### [YOUR GOAL]
Take from the data every line in which the word "each" is found.
* * * * *
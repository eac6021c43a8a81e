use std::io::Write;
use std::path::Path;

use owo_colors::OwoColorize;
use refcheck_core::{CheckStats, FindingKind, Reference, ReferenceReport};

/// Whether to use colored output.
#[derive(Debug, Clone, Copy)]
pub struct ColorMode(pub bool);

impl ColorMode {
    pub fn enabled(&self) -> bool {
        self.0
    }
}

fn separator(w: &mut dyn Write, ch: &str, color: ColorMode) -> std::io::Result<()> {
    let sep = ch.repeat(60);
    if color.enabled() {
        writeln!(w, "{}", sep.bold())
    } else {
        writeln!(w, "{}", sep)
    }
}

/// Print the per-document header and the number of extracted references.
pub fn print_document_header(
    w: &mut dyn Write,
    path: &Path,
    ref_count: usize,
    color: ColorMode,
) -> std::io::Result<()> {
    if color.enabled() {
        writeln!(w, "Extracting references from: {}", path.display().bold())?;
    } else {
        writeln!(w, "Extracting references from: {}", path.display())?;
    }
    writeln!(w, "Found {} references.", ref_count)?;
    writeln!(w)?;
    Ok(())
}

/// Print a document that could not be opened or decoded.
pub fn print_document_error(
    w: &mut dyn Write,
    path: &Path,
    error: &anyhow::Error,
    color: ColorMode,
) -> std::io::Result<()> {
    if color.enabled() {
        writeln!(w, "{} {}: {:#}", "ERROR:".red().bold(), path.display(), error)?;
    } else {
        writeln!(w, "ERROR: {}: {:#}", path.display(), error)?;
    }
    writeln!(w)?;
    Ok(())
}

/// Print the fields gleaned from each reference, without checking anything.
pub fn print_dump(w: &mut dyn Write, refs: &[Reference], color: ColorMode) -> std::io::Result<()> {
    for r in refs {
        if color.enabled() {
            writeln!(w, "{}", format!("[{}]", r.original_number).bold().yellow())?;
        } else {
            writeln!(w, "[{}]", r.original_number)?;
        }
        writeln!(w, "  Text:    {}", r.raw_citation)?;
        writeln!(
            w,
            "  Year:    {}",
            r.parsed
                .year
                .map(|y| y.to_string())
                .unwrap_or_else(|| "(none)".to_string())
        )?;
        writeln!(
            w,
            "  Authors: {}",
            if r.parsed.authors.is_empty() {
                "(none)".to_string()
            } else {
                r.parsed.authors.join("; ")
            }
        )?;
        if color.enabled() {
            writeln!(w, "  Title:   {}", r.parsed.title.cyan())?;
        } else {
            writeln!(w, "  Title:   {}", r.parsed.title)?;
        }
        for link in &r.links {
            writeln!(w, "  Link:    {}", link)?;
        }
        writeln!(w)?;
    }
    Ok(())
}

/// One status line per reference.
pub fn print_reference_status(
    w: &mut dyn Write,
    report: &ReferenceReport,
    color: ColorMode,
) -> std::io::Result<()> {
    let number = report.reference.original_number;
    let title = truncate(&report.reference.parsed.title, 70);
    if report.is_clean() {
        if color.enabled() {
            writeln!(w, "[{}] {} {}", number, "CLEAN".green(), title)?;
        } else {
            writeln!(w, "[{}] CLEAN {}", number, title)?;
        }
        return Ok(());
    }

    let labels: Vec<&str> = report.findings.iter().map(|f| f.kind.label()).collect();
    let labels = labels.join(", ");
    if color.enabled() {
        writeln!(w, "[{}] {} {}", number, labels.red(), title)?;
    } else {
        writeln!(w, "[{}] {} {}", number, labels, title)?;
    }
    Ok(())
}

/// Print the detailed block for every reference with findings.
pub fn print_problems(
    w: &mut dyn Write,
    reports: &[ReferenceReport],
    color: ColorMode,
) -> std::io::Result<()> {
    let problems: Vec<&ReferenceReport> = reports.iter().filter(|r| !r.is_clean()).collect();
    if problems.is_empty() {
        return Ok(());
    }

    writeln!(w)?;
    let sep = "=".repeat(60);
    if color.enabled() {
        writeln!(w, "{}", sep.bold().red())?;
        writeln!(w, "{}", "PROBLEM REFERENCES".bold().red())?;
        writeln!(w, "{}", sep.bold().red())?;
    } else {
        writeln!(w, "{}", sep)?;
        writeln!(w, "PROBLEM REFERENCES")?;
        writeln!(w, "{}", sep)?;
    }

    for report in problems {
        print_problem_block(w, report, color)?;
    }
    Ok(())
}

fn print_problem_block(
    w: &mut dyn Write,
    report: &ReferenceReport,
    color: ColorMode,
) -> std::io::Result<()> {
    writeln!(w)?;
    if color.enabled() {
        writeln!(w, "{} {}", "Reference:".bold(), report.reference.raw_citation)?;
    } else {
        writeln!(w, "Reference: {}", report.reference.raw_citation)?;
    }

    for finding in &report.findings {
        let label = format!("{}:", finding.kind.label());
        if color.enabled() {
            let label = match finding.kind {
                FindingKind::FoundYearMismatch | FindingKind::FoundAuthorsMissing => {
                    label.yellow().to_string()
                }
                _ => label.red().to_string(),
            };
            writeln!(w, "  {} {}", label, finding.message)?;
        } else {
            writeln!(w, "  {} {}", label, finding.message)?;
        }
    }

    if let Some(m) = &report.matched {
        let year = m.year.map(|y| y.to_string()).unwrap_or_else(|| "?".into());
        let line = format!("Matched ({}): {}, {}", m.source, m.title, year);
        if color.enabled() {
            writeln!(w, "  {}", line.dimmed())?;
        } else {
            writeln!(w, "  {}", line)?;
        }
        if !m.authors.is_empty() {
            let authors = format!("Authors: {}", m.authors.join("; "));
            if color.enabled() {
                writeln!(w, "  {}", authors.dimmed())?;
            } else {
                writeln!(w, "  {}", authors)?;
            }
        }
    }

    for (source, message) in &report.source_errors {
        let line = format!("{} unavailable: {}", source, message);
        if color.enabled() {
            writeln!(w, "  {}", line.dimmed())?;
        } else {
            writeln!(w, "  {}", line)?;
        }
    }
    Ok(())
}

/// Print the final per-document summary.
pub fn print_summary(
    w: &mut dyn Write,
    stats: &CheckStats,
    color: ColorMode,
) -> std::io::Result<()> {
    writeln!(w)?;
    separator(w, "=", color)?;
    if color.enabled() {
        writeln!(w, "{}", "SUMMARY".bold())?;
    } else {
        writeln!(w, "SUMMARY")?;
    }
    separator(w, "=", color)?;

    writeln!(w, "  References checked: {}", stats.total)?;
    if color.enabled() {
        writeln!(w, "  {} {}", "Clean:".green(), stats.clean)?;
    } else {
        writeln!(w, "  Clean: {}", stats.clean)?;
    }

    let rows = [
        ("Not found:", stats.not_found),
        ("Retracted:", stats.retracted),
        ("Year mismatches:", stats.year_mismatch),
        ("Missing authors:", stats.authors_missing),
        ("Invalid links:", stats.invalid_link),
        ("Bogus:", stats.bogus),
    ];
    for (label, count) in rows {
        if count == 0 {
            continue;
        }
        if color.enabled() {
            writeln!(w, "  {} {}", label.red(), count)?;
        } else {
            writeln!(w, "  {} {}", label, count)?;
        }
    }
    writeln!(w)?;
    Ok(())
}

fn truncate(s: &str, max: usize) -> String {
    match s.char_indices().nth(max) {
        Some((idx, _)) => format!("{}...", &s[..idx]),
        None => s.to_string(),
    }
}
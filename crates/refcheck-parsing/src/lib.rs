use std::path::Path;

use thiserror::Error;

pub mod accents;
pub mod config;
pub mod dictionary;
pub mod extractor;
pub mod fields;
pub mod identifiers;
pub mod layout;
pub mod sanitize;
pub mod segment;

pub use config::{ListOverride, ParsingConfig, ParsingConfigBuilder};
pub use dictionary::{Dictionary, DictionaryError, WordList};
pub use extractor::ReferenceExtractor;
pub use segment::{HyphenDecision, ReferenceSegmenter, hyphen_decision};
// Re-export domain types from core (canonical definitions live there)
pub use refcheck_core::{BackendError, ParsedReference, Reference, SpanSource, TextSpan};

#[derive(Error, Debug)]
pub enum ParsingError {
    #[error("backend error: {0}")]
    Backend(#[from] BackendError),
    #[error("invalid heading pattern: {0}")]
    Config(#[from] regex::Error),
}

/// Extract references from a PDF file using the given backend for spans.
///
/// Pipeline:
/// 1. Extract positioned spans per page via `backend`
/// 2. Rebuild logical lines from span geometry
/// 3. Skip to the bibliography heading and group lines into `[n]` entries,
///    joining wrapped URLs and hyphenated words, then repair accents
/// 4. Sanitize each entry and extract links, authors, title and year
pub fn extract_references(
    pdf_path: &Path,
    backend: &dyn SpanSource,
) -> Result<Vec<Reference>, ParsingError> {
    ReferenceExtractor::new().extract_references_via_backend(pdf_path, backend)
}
* * * * *
### [EXERCISE OUTPUT]
/// Print the fields gleaned from each reference, without checking anything.
/// 4. Sanitize each entry and extract links, authors, title and year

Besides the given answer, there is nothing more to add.